Miniature photoacoustic chemical sensor using microelectromechanical structures

Abstract

Photoacoustic spectroscopy is a useful monitoring technique that is well suited for trace gas detection. The technique also possesses favorable detection characteristics when the system dimensions are scaled to a micro-system design. The objective of present work is to incorporate two strengths of the Army Research Laboratory (ARL), piezoelectric microelectromechanical systems (MEMS) and chemical and biological sensing into a monolithic MEMS photoacoustic trace gas sensor.
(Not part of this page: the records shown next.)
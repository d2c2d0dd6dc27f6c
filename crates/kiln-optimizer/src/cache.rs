//! Startup loading of the persisted metadata snapshot.
//!
//! The optimizer only ever *reads* the cache directory; writes happen
//! through the bundler's commit. Every failure here is non-fatal: a
//! missing, corrupt or stale snapshot just means a fresh session.

use crate::metadata::OptimizerMetadata;
use kiln_config::OptimizerConfig;
use std::fs;

/// File name of the serialized snapshot inside the deps cache directory.
pub const METADATA_FILE: &str = "_metadata.json";

/// Load the cached metadata snapshot, if it is usable for this config.
///
/// Returns `None` when the file is missing, unreadable, unparsable, or
/// carries a different config hash. `force` skips the cache entirely.
pub fn load_cached_metadata(
    config: &OptimizerConfig,
    current_hash: &str,
    ssr: bool,
) -> Option<OptimizerMetadata> {
    if config.force {
        tracing::debug!("forced re-optimization, ignoring cached metadata");
        return None;
    }

    let path = config.deps_cache_dir(ssr).join(METADATA_FILE);
    let bytes = match fs::read(&path) {
        Ok(bytes) => bytes,
        Err(_) => return None,
    };

    let metadata: OptimizerMetadata = match serde_json::from_slice(&bytes) {
        Ok(metadata) => metadata,
        Err(e) => {
            tracing::debug!("discarding corrupt metadata snapshot at {}: {e}", path.display());
            return None;
        }
    };

    if metadata.hash != current_hash {
        tracing::debug!(
            "cached dep set is stale (hash {} != {current_hash}), re-bundling",
            metadata.hash
        );
        return None;
    }

    Some(metadata)
}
A miniaturized macro-cell design was studied as a means to examine performance and design issues as the photoacoustics is scaled to a dimension approaching the MEMS level. Performance of the macro-cell was tested using standard organo-phosphate nerve gas simulants, Dimethyl methyl phosphonate (DMMP) and Diisoprpyl methyl phosphonate (DIMP). Current MEMS work centered on fabrication of a multi-layer cell subsystem to be incorporated in the full photoacoustic device. Preliminary results were very positive for the macro-cell sensitivity (ppb levels) and specificity indicating that the scaled cell maintains sensitivity. Several bonding schemes for a three-dimension MEMS photoacoustic cavity were investigated with initial results of a low temperature AuSn bond proving most feasible.